2018-02-14 Thread Jeff King
On Wed, Feb 14, 2018 at 01:48:28PM +0100, SZEDER Gábor wrote:

> > If I revert that commit (on top of current master) the memory
> > consumption goes down to 2GB again. The change looks relatively harmless
> > to me, so does anyone know what's going on here?
> 
> I could reproduce the increased memory usage even for much smaller
> repositories.  The patch below seems to fix it for me.
> 
> 
>  -- >8 --
> 
> Subject: [PATCH] fsck: plug tree buffer leak

I think this is fixed already in ba3a08ca0e (fsck: fix leak when
traversing trees, 2018-01-20), which is in 'next' (and marked for "will
merge to master in yesterday's "what's cooking").

-Peff


Re: Regression in memory consumption of git fsck

2018-02-14 Thread SZEDER Gábor
> I've noticed that recent versions of git consume a lot of memory during
> "git fsck", to the point where I've regularly had git fall victim to
> Linux's OOM killer.
> 
> For example, if I clone torvalds/linux.git, and then run "git fsck
> --connectivity-only" in the newly cloned repository, git will consume
> more than 6GB of physical memory, while older versions peak at about 2GB.
> 
> I've managed to bisect this down to this commit in v2.14:
> 
> ad2db4030e42890e569de529e3cd61a8d03de497
> fsck: remove redundant parse_tree() invocation
> 
> If I revert that commit (on top of current master) the memory
> consumption goes down to 2GB again. The change looks relatively harmless
> to me, so does anyone know what's going on here?

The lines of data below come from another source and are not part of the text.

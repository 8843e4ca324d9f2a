use crate::models::{emotion::Emotion, trade::Trade};
use indexmap::IndexMap;

#[derive(Debug, Clone, Copy, PartialEq)]
pub struct EmotionSummary {
    pub emotion: Emotion,
    pub count: usize,
    pub total_profit: f64,
}

/// Groups tagged trades by emotion, keeping the order tags were first seen.
pub fn group_by_emotion(trades: &[Trade]) -> Vec<EmotionSummary> {
    let mut groups: IndexMap<Emotion, EmotionSummary> = IndexMap::new();

    for trade in trades {
        let Some(emotion) = trade.emotion else {
            continue;
        };

        let group = groups.entry(emotion).or_insert(EmotionSummary {
            emotion,
            count: 0,
            total_profit: 0.0,
        });
        group.count += 1;
        group.total_profit += trade.profit_or_zero();
    }

    groups.into_values().collect()
}

/// Most profitable emotional state.
///
/// Ranks groups by summed profit/loss, then by number of trades. Remaining
/// ties go to the emotion that appeared first in `trades`.
pub fn best_emotion(trades: &[Trade]) -> Option<EmotionSummary> {
    group_by_emotion(trades)
        .into_iter()
        .fold(None, |best: Option<EmotionSummary>, candidate| match best {
            Some(current) if !outranks(&candidate, &current) => Some(current),
            _ => Some(candidate),
        })
}

fn outranks(candidate: &EmotionSummary, current: &EmotionSummary) -> bool {
    let candidate_cents = cents(candidate.total_profit);
    let current_cents = cents(current.total_profit);

    if candidate_cents != current_cents {
        return candidate_cents > current_cents;
    }

    candidate.count > current.count
}

/// Profit in whole cents, so sums that differ only by float rounding tie.
fn cents(amount: f64) -> i64 {
    (amount * 100.0).round() as i64
}
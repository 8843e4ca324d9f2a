pub const DEFAULT_PAIR: &str = "EURUSD";
pub const DEFAULT_LOT_SIZE: &str = "0.1";

pub const CURRENCY_PAIRS: [&str; 10] = [
    "EURUSD", "GBPUSD", "USDJPY", "AUDUSD", "USDCAD", "NZDUSD", "USDCHF", "EURJPY", "GBPJPY",
    "EURGBP",
];

/// Price distance to pips for four-decimal quoted pairs.
pub const PIP_MULTIPLIER: f64 = 10_000.0;

pub const TOP_PAIRS_LIMIT: usize = 3;

/// Trades per month the goal tracker counts toward.
pub const MONTHLY_TRADE_GOAL: usize = 20;

pub const NO_DATA: &str = "No data";

pub const DEFAULT_API_URL: &str = "http://localhost:5000/api";
pub const DEFAULT_SESSION_FILE: &str = ".trade_journal_session.json";
pub const DEFAULT_HTTP_TIMEOUT_SECS: u64 = 10;

pub const RESET_CODE_LEN: usize = 6;
pub const MIN_PASSWORD_LEN: usize = 6;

I could reproduce the increased memory usage even for much smaller
repositories.  The patch below seems to fix it for me.


 -- >8 --

Subject: [PATCH] fsck: plug tree buffer leak

Commit ad2db4030e (fsck: remove redundant parse_tree() invocation,
2017-07-18), along with that redundant call to parse_tree() in
traverse_one_object(), also removed a call to free_tree_buffer() from
that function.  This resulted in significantly increased memory usage
of 'git fsck' because of all the non-freed tree buffers; in case of
git.git and '--connectivity-only' it went from around 270MB to over
1.2GB.

Restore that free_tree_buffer() call to bring down memory usage to the
previous level.

Reported-by: Dominic Sacré 
Signed-off-by: SZEDER Gábor 
---

 builtin/fsck.c | 5 -
 1 file changed, 4 insertions(+), 1 deletion(-)

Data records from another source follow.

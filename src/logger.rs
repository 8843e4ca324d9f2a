use anyhow::{Context, Result};
use tracing::metadata::LevelFilter;
use tracing_subscriber::{
    filter::Directive, layer::SubscriberExt, util::SubscriberInitExt, EnvFilter,
};

const RUST_LOG_ENV: &str = "RUST_LOG";

/// HTTP stack crates that are only interesting when they fail.
const QUIET_TARGETS: [&str; 2] = ["hyper=warn", "reqwest=warn"];

/// Installs the stderr subscriber. `RUST_LOG` directives refine `level`.
pub fn init_tracing(level: LevelFilter) -> Result<()> {
    if level == LevelFilter::OFF {
        return Ok(());
    }

    let extra = std::env::var(RUST_LOG_ENV).ok();
    let filter = journal_filter(level, extra.as_deref());

    tracing_subscriber::registry()
        .with(filter)
        .with(
            tracing_subscriber::fmt::layer()
                .with_writer(std::io::stderr)
                .with_target(false),
        )
        .try_init()
        .context("Failed to init tracing")
}

fn journal_filter(level: LevelFilter, extra: Option<&str>) -> EnvFilter {
    let base = QUIET_TARGETS
        .iter()
        .filter_map(|d| d.parse::<Directive>().ok())
        .fold(EnvFilter::new("").add_directive(level.into()), |f, d| {
            f.add_directive(d)
        });

    extra
        .unwrap_or_default()
        .split(',')
        .map(str::trim)
        .filter(|d| !d.is_empty())
        .fold(base, |f, raw| match raw.parse::<Directive>() {
            Ok(d) => f.add_directive(d),
            Err(e) => {
                eprintln!("WARN ignoring {RUST_LOG_ENV} directive `{raw}`: {e}");
                f
            }
        })
}

#[cfg(test)]
mod tests {
    use super::*;

    #[test]
    fn env_directives_raise_verbosity() {
        let filter = journal_filter(LevelFilter::WARN, Some("trade_journal=debug, ,"));

        assert_eq!(filter.max_level_hint(), Some(LevelFilter::DEBUG));
    }

    #[test]
    fn bad_directives_are_skipped() {
        let filter = journal_filter(LevelFilter::INFO, Some("trade_journal=loud"));

        assert_eq!(filter.max_level_hint(), Some(LevelFilter::INFO));
    }
}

diff --git a/builtin/fsck.c b/builtin/fsck.c
index 7a8a679d4f..8bc1b59daf 100644
--- a/builtin/fsck.c
+++ b/builtin/fsck.c
@@ -180,7 +180,10 @@ static void mark_object_reachable(struct object *obj)
 
 static int traverse_one_object(struct object *obj)
 {
-   return fsck_walk(obj, obj, &fsck_walk_options);
+   int result = fsck_walk(obj, obj, &fsck_walk_options);
+   if (obj->type == OBJ_TREE)
+   free_tree_buffer((struct tree *)obj);
+   return result;
 }
 
 static int traverse_reachable(void)
-- 
2.16.1.347.gd41f2872c6



Regression in memory consumption of git fsck

2018-02-14 Thread Dominic Sacré
Hi,

I've noticed that recent versions of git consume a lot of memory during
"git fsck", to the point where I've regularly had git fall victim to
Linux's OOM killer.

For example, if I clone torvalds/linux.git, and then run "git fsck
--connectivity-only" in the newly cloned repository, git will consume
more than 6GB of physical memory, while older versions peak at about 2GB.

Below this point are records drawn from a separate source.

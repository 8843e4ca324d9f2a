use crate::analytics::{daily::daily_pl, outcome::Outcomes};
use crate::models::trade::Trade;
use serde::{Deserialize, Serialize};

/// Net profit/loss for one calendar day, keyed `YYYY-MM-DD`.
#[derive(Debug, Clone, PartialEq, Serialize, Deserialize)]
pub struct DailyPl {
    #[serde(rename = "_id")]
    pub date: String,
    pub total: f64,
}

impl DailyPl {
    /// Running total over a periodic series, i.e. the P/L curve.
    pub fn cumulative(series: &[DailyPl]) -> Vec<DailyPl> {
        series
            .iter()
            .scan(0.0, |running, day| {
                *running += day.total;
                Some(DailyPl {
                    date: day.date.clone(),
                    total: *running,
                })
            })
            .collect()
    }
}

/// Summary served by `GET /trades/stats`.
#[derive(Debug, Clone, Default, PartialEq, Serialize, Deserialize)]
#[serde(rename_all = "camelCase")]
pub struct TradeStats {
    pub total_trades: usize,
    pub total_profit: f64,
    pub winning_trades: usize,
    pub losing_trades: usize,
    pub win_rate: f64,
    #[serde(rename = "dailyPL", default)]
    pub daily_pl: Vec<DailyPl>,
}

impl TradeStats {
    /// Computes the same summary locally from a trade listing.
    pub fn from_trades(trades: &[Trade]) -> Self {
        let outcomes = Outcomes::tally(trades);

        Self {
            total_trades: outcomes.total,
            total_profit: outcomes.total_profit,
            winning_trades: outcomes.winning,
            losing_trades: outcomes.losing,
            win_rate: outcomes.win_rate(),
            daily_pl: daily_pl(trades),
        }
    }

    pub fn is_profitable(&self) -> bool {
        self.total_profit >= 0.0
    }
}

I've managed to bisect this down to this commit in v2.14:

ad2db4030e42890e569de529e3cd61a8d03de497
fsck: remove redundant parse_tree() invocation

If I revert that commit (on top of current master) the memory
consumption goes down to 2GB again. The change looks relatively harmless
to me, so does anyone know what's going on here?


Thanks,

Dominic